• **GOAL OF THE EXERCISE**
After finding the line with "#[derive(Debug, Clone, PartialEq, Eq, Serialize, Deserialize)]" in the entries below, retype exactly each line from there through the line with "#[derive(Debug, Clone, PartialEq, Eq)]", including that final line.

Items from a data source:
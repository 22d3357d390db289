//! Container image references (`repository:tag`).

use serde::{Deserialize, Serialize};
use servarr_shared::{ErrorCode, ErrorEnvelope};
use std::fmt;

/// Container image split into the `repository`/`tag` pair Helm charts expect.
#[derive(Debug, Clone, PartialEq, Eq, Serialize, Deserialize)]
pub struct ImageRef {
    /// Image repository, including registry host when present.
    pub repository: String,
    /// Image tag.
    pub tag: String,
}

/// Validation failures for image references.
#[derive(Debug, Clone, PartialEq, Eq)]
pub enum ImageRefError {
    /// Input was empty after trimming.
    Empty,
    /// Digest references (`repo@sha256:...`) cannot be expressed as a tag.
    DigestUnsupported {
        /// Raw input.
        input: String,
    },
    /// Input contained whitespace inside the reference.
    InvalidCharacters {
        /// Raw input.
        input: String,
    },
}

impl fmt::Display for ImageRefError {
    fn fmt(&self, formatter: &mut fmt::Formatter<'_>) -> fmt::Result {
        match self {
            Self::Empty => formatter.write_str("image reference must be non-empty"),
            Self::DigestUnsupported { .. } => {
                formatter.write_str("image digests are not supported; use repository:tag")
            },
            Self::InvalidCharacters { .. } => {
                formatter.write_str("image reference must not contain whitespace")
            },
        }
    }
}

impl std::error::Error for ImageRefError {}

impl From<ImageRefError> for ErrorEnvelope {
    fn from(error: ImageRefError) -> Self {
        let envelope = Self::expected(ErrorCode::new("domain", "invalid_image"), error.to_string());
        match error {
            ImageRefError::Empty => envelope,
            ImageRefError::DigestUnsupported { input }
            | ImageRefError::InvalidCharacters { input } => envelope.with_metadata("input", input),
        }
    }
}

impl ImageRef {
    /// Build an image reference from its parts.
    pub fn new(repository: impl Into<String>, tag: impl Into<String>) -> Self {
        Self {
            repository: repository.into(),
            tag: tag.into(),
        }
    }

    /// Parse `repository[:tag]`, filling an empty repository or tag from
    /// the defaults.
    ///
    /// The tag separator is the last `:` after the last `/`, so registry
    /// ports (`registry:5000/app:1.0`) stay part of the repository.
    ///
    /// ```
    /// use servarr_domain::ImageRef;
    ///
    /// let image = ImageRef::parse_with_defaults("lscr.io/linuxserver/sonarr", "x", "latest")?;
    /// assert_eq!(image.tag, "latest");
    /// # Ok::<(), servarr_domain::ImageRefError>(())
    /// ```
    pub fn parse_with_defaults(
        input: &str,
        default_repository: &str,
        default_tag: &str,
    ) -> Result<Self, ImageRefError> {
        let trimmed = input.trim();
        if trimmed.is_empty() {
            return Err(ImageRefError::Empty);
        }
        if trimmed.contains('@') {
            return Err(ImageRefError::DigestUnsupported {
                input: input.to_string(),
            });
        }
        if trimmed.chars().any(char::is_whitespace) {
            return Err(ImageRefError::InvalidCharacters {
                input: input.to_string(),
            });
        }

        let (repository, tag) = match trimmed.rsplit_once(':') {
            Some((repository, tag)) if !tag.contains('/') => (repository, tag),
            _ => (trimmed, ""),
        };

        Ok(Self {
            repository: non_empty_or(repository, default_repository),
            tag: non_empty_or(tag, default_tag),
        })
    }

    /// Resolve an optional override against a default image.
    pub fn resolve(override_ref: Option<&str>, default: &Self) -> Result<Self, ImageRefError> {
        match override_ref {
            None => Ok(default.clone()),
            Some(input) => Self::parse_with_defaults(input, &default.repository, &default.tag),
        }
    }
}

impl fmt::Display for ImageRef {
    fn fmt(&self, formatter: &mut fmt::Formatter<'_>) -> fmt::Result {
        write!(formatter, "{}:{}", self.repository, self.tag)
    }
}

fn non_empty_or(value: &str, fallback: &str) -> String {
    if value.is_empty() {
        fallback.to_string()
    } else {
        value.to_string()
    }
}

* * *

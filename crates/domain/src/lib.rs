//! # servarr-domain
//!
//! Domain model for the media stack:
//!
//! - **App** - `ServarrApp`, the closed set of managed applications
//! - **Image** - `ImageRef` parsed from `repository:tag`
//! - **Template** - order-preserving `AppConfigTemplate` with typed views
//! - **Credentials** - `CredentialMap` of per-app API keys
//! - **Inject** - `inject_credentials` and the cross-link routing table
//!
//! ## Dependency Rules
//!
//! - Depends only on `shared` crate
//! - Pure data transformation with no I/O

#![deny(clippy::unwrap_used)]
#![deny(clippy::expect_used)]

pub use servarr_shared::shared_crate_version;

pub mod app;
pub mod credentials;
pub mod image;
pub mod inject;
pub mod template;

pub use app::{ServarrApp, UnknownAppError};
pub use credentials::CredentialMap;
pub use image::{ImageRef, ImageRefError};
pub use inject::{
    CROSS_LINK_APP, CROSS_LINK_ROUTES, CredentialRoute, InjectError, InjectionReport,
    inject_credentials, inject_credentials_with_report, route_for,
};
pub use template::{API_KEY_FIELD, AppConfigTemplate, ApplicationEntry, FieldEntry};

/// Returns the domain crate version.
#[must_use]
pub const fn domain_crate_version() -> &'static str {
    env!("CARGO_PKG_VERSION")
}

• **RESPONSE BOX**
#[derive(Debug, Clone, PartialEq, Eq, Serialize, Deserialize)]
pub struct ImageRef {
    /// Image repository, including registry host when present.
    pub repository: String,
    /// Image tag.
    pub tag: String,
}

/// Validation failures for image references.
#[derive(Debug, Clone, PartialEq, Eq)]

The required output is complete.